In 2016, an elderly epileptic patient underwent surgery for a subdural hematoma – a buildup of blood between the brain and the skull. The patient began having seizures after the surgery and so his brain was being monitored by an electroencephalogram (EEG). When the patient at Vancouver General Hospital went into cardiac arrest, the EEG continued to record brain activity as he died and showed a surge of activity 30 seconds after his heart stopped.
According to a recent CBC News report, although unplanned, the brain scan provided what researchers realized was the first known recording of the dying human brain. The burst of gamma activity in the brain recorded following cardiac death is associated with memory recall, meditation, and dreaming.

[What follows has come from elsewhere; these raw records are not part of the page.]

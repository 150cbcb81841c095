//! Subscriber setup for binaries built on the client core.

use tracing::Level;
use tracing_subscriber::{filter::EnvFilter, fmt, prelude::*};

use crate::OcopError;

/// Installs a global `fmt` subscriber.
///
/// With `verbose` everything at `debug` and above is shown. Otherwise
/// `RUST_LOG` is honoured, with `info` as the floor.
///
/// # Errors
/// [`OcopError::Logging`] if a global subscriber is already installed.
pub fn init_tracing(verbose: bool) -> Result<(), OcopError> {
    let filter = if verbose {
        EnvFilter::new("debug")
    } else {
        EnvFilter::from_default_env().add_directive(Level::INFO.into())
    };

    tracing_subscriber::registry()
        .with(filter)
        .with(fmt::layer().with_target(false).with_level(verbose))
        .try_init()?;
    Ok(())
}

Although the study suggests that brain activity is the last sign of life when a person dies, more research is needed to understand what exactly happens during the end of life in the brain. Co-author of the study Dr. Ajmal Zemmar hopes to pursue a study that uses an EEG alongside an EKG (electrocardiography) to better test what definitively is the last sign of activity in the body before death.
If indeed our strongest memories do flash before our mind’s eye as we die, the research may offer comfort to those reaching the end of life, as well as their loved ones, that dying is not something to be feared, and that in the final moments, the brain serves up the happiest memories of life one last time.